The lawsuit, brought by a local advocacy nonprofit called the Coalition on Homelessness, alleges the city has broken federal law by displacing homeless people and destroying their property without providing them shelter beds.
Latham & Watkins LLP is working with the American Civil Liberties Union of Northern California and the Lawyers' Committee for Civil Rights of the San Francisco Bay Area on behalf of the coalition in the case, which resulted in a preliminary injunction in December that restricted the city from enforcing laws against lodging on the street.
Musk, who owns X Corp (formerly Twitter) and runs Tesla and SpaceX, joined Y Combinator CEO Garry Tan, who demanded the law firm resign from the case following a controversial hearing that featured dueling rallies outside a federal courthouse last Wednesday.
“Let’s ask our companies to cease all work with @lathamwatkins,” Musk tweeted in reply to Tan on Friday.

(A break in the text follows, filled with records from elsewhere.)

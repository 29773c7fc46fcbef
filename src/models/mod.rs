// Data models
pub mod api;
pub mod queue_item;
pub mod settings;

pub use api::*;
pub use queue_item::{title_from_path, ItemStatus, QueueItem, Source};
pub use settings::*;
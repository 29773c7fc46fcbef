// Child process management: phase workers and the supervised backend
pub mod python_worker;
pub mod supervisor;
pub mod tree;

pub use python_worker::{get_python_path, get_workers_dir, WorkerMessage, WorkerRuntime};
pub use supervisor::{pick_port, RestartPolicy, Supervisor, SupervisorConfig, SupervisorState};
pub use tree::kill_process_tree;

“They want war? Let’s give it to them. We cannot let these snakes win or San Francisco will end up like Detroit,” Musk tweeted in a separate reply to Tan on Saturday.

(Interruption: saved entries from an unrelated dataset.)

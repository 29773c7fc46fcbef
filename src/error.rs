// Error taxonomy shared by the queue engine, the Status API and the supervisor
use thiserror::Error;

/// Longest error message stored on a queue item
pub const MAX_ITEM_ERROR_LEN: usize = 300;

#[derive(Debug, Error)]
pub enum AppError {
    /// Invalid or unreachable source, at enqueue time or during phase 1
    #[error("{0}")]
    Source(String),

    /// Phase-2 failure (separation engine crash, bad input)
    #[error("{0}")]
    Transform(String),

    /// Rejected configuration or malformed request payload
    #[error("{0}")]
    Config(String),

    /// Backend process died and could not be recovered
    #[error("backend process crashed: {0}")]
    ProcessCrash(String),

    #[error("queue item not found: {0}")]
    NotFound(String),

    #[error("{0}")]
    InvalidState(String),

    #[error("canceled")]
    Canceled,

    #[error("worker error: {0}")]
    Worker(String),

    #[error("request failed: {0}")]
    Http(String),

    #[error(transparent)]
    Io(#[from] std::io::Error),

    #[error(transparent)]
    Json(#[from] serde_json::Error),
}

pub type Result<T> = std::result::Result<T, AppError>;

impl AppError {
    /// Short machine-readable name used in API error bodies
    pub fn kind(&self) -> &'static str {
        match self {
            AppError::Source(_) => "source_error",
            AppError::Transform(_) => "transform_error",
            AppError::Config(_) => "config_error",
            AppError::ProcessCrash(_) => "process_crash",
            AppError::NotFound(_) => "not_found",
            AppError::InvalidState(_) => "invalid_state",
            AppError::Canceled => "canceled",
            AppError::Worker(_) => "worker_error",
            AppError::Http(_) => "http_error",
            AppError::Io(_) => "io_error",
            AppError::Json(_) => "json_error",
        }
    }

    /// Message as stored on a failed queue item
    pub fn item_message(&self) -> String {
        truncate_message(&self.to_string(), MAX_ITEM_ERROR_LEN)
    }
}

/// Truncate on a char boundary so multi-byte output from workers never panics
pub fn truncate_message(message: &str, max_len: usize) -> String {
    let trimmed = message.trim();
    if trimmed.len() <= max_len {
        return trimmed.to_string();
    }
    let mut end = max_len;
    while !trimmed.is_char_boundary(end) {
        end -= 1;
    }
    trimmed[..end].to_string()
}
// Phase 1: download remote sources, ingest local files
use std::fs;
use std::path::PathBuf;

use async_trait::async_trait;
use log::{debug, info};
use serde::Deserialize;
use serde_json::json;
use tokio_util::sync::CancellationToken;

use super::tags::read_audio_tags;
use super::{FetchedMedia, Fetcher, PhaseProgress, ProgressFn};
use crate::error::{AppError, Result};
use crate::models::{title_from_path, Source};
use crate::process_manager::WorkerRuntime;
use crate::queue::validate_local_file;

const FETCH_SCRIPT: &str = "fetch_worker.py";

#[derive(Debug, Deserialize)]
struct FetchResult {
    file_path: PathBuf,
    #[serde(default)]
    title: Option<String>,
    #[serde(default)]
    channel: Option<String>,
}

/// Downloads best audio for a URL through `fetch_worker.py`
pub struct RemoteFetcher {
    runtime: WorkerRuntime,
    work_root: PathBuf,
}

impl RemoteFetcher {
    pub fn new(runtime: WorkerRuntime, work_root: PathBuf) -> Self {
        Self { runtime, work_root }
    }
}

#[async_trait]
impl Fetcher for RemoteFetcher {
    async fn fetch(
        &self,
        source: &Source,
        progress: ProgressFn,
        cancel: CancellationToken,
    ) -> Result<FetchedMedia> {
        let Source::Remote { url } = source else {
            return Err(AppError::Source("Remote fetcher needs a URL".to_string()));
        };

        let scratch = self.work_root.join(format!("fetch-{}", uuid::Uuid::new_v4()));
        fs::create_dir_all(&scratch)?;
        info!("Fetching {}", url);

        let input = json!({ "url": url, "output_dir": scratch });
        let outcome = self
            .runtime
            .run(FETCH_SCRIPT, &input, &progress, &cancel)
            .await
            .and_then(|data| Ok(serde_json::from_value::<FetchResult>(data)?))
            .and_then(|result| {
                if result.file_path.is_file() {
                    Ok(result)
                } else {
                    Err(AppError::Source(format!(
                        "Downloaded file is missing: {:?}",
                        result.file_path
                    )))
                }
            });

        match outcome {
            Ok(result) => Ok(FetchedMedia {
                path: result.file_path,
                title: result.title.filter(|t| !t.trim().is_empty()),
                channel: result.channel.filter(|c| !c.trim().is_empty()),
                scratch_dir: Some(scratch),
            }),
            Err(e) => {
                if let Err(rm) = fs::remove_dir_all(&scratch) {
                    debug!("Could not remove scratch dir {:?}: {}", scratch, rm);
                }
                Err(match e {
                    AppError::Worker(message) => AppError::Source(message),
                    other => other,
                })
            }
        }
    }
}

/// Local files need no transfer, only a fresh validation. Embedded title and
/// artist tags win over the file name.
#[derive(Debug, Default)]
pub struct LocalIngest;

#[async_trait]
impl Fetcher for LocalIngest {
    async fn fetch(
        &self,
        source: &Source,
        progress: ProgressFn,
        cancel: CancellationToken,
    ) -> Result<FetchedMedia> {
        let Some(path) = source.local_path() else {
            return Err(AppError::Source("Local ingest needs a file path".to_string()));
        };
        if cancel.is_cancelled() {
            return Err(AppError::Canceled);
        }

        let path = validate_local_file(path)?;
        let tag_path = path.clone();
        let tags = tokio::task::spawn_blocking(move || read_audio_tags(&tag_path))
            .await
            .unwrap_or_default();
        debug!("Tags for {:?}: {:?}", path, tags);

        progress(PhaseProgress {
            fraction: 1.0,
            eta_sec: None,
        });

        Ok(FetchedMedia {
            title: Some(tags.title.unwrap_or_else(|| title_from_path(&path))),
            path,
            channel: tags.artist,
            scratch_dir: None,
        })
    }
}

#[cfg(test)]
mod tests {
    use super::*;
    use parking_lot::Mutex;
    use std::sync::Arc;

    #[tokio::test]
    async fn test_local_ingest_reports_completion() {
        let dir = tempfile::tempdir().unwrap();
        let file = dir.path().join("Band - Tune.wav");
        fs::write(&file, b"RIFF").unwrap();

        let seen = Arc::new(Mutex::new(Vec::new()));
        let sink = Arc::clone(&seen);
        let progress: ProgressFn = Arc::new(move |p| sink.lock().push(p.fraction));

        let media = LocalIngest
            .fetch(&Source::Local { path: file }, progress, CancellationToken::new())
            .await
            .unwrap();
        assert_eq!(media.title.as_deref(), Some("Band - Tune"));
        assert!(media.channel.is_none());
        assert!(media.scratch_dir.is_none());
        assert_eq!(seen.lock().as_slice(), &[1.0]);
    }

    #[tokio::test]
    async fn test_local_ingest_prefers_embedded_tags() {
        let dir = tempfile::tempdir().unwrap();
        let file = dir.path().join("track01.wav");
        fs::write(&file, crate::pipeline::tags::tagged_wav("Bad Kingdom", "Moderat")).unwrap();

        let progress: ProgressFn = Arc::new(|_| {});
        let media = LocalIngest
            .fetch(&Source::Local { path: file }, progress, CancellationToken::new())
            .await
            .unwrap();
        assert_eq!(media.title.as_deref(), Some("Bad Kingdom"));
        assert_eq!(media.channel.as_deref(), Some("Moderat"));
    }

    #[tokio::test]
    async fn test_local_ingest_rejects_vanished_file() {
        let dir = tempfile::tempdir().unwrap();
        let file = dir.path().join("gone.mp3");
        let progress: ProgressFn = Arc::new(|_| {});
        let err = LocalIngest
            .fetch(&Source::Local { path: file }, progress, CancellationToken::new())
            .await
            .unwrap_err();
        assert!(matches!(err, AppError::Source(_)));
    }

    #[cfg(unix)]
    #[tokio::test]
    async fn test_remote_failure_is_a_source_error() {
        let workers = tempfile::tempdir().unwrap();
        let work = tempfile::tempdir().unwrap();
        fs::write(
            workers.path().join(FETCH_SCRIPT),
            "echo '{\"type\":\"error\",\"message\":\"HTTP Error 404\"}'\nexit 1\n",
        )
        .unwrap();

        let fetcher = RemoteFetcher::new(
            WorkerRuntime::new("sh", workers.path()),
            work.path().to_path_buf(),
        );
        let progress: ProgressFn = Arc::new(|_| {});
        let err = fetcher
            .fetch(
                &Source::Remote { url: "https://example.com/x".into() },
                progress,
                CancellationToken::new(),
            )
            .await
            .unwrap_err();
        assert!(matches!(err, AppError::Source(ref m) if m.contains("404")));
        // Scratch space is cleaned up on failure
        assert_eq!(fs::read_dir(work.path()).unwrap().count(), 0);
    }
}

Latham & Watkins didn’t respond to a request for comment by publication time.
The law firm has a track record in homelessness-related litigation. In coordination with the National Homelessness Law Center, Latham & Watkins and Idaho Legal Aid Services brought the seminal Martin vs. Boise case that laid the groundwork for the Coalition on Homelessness' lawsuit against San Francisco.
U.S. Magistrate Judge Donna Ryu’s December injunction prohibited the city from enforcing specific laws and ordinances related to sitting, sleeping or lying on public property, sparking an outcry from city officials who alleged it would hamper the city’s progress on the issue.
City Attorney David Chiu’s office appealed the ruling, arguing that it put the city in an “impossible situation” and that it conflicted with a previous ruling that required the city to clear encampments in the Tenderloin.
Homeless advocates counter that the city’s displacement of homeless people makes it harder for them to escape homelessness and the ruling doesn’t affect the city’s ability to conduct outreach or enforce other laws.
The city has 3,096 shelter beds that are capped between 90% and 95% occupancy to make room for emergency admissions from hospitals and jails. There were 462 people on a waiting list for shelter as of Monday morning.